In diesem Augenblicke packte Jemand ihn, den Gretter, von hinten an. Er ließ den Kasten fallen und drehte sich um. Zwei starke Arme schlangen sich um seinen Leib, und ein kalter Hauch durchdrang ihn. Es entstand ein Kampf. Sie griffen einander nicht sanft in die Hüften und rangen miteinander. Alles, woran sie stießen, zerbrach. Der Hügelbewohner kämpfte angriffsweise, Gretter hielt sich in der Verteidigung. Endlich sah er, daß es hier gelte, seine Kräfte ganz zu gebrauchen. Nun schonte keiner von beiden mehr den anderen. Ringend zerrten sie sich hierhin, dorthin. Wo das Pferdegerippe lag, packten sie sich am schärfsten an und fielen wechselseitig in die Kniee.

Endlich stürzte der Hügelbewohner rücklings über, und unter dem Sturze gab es einen donnergleichen Krach.

Oedun, der oben am Seile stand und horchte, glaubte, daß Gretter gestorben sei, verließ den Platz und, von Grauen überwältigt, floh er nach Hause.

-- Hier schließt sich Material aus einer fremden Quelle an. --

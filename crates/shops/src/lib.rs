//! `shopfloor-shops` — shop directory collaborator surface.
//!
//! The authorization engine consumes shop *status* from here; everything else
//! (persistence, sync, editing) lives in other layers.

pub mod directory;
pub mod shop;

pub use directory::{InMemoryShopDirectory, ShopDirectory};
pub use shop::{BusinessHours, Shop, ShopSettings, ShopStatus};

Gretter war nicht tot. Er war der Sieger. Der Höhlenbewohner lag zu seinen Füßen. Nun setzte ihm Gretter das Knie auf die Brust und griff nach seinem Schwerte. Es war das Schwert Joekulsnaut[1], das die Mutter ihm scheidend in die Hand gedrückt. Nun sollte dieses Schwert ihm den ersten Dienst leisten. Mit seiner scharfen Schneide hieb er dem Höhlenbewohner nach dem Halse, sodaß der Kopf von dem Rumpf sich trennte. Er ergriff den Kopf und stellte ihn sorglich dem todten Manne an das Ende seines Rückens.

Nach altnordischem Glauben verhinderte diese Aufstellung des Kopfes das fernere Spuken des Toten.

Kaar, der Alte, trug ein kurzes Schwert umgegürtet. Gretter schnallte es ab und warf den Gurt um seine Schulter. Dann griff er nach dem Kasten und trug den Schatz nach dem Tauende hin. Jetzt rief er nach Oedun hinauf. Keine Antwort! Er wiederholte lauter den Ruf. Vergeblich! Er rüttelte an dem Seil[2]. Niemand erwiderte das Zeichen.

„Beide Hände brauche ich, sprach er zu sich selbst, um an dem Seil hinaufzuklettern! Und der Schatz? – Wie bring’ ich den hinauf?“

Tastend fand er einen Riemen in der Grabkammer. Er prüfte seine Stärke und legte ihn um den Kasten. Das Ende des Riemens aber schlang er um seinen Arm. So stieg er am Tau hinauf.


Anmerkungen (Wikisource)

  1. isl. Jökulsnaut
  2. Vorlage: Zeil


Empfohlene Zitierweise:
Dagobert Schoenfeld: Gretter der Starke. Schuster & Loeffler, Berlin 1896, Seite 27. Digitale Volltext-Ausgabe bei Wikisource, URL: https://de.wikisource.org/w/index.php?title=Seite:Gretter_der_Starke.pdf/45&oldid=- (Version vom 1.8.2018)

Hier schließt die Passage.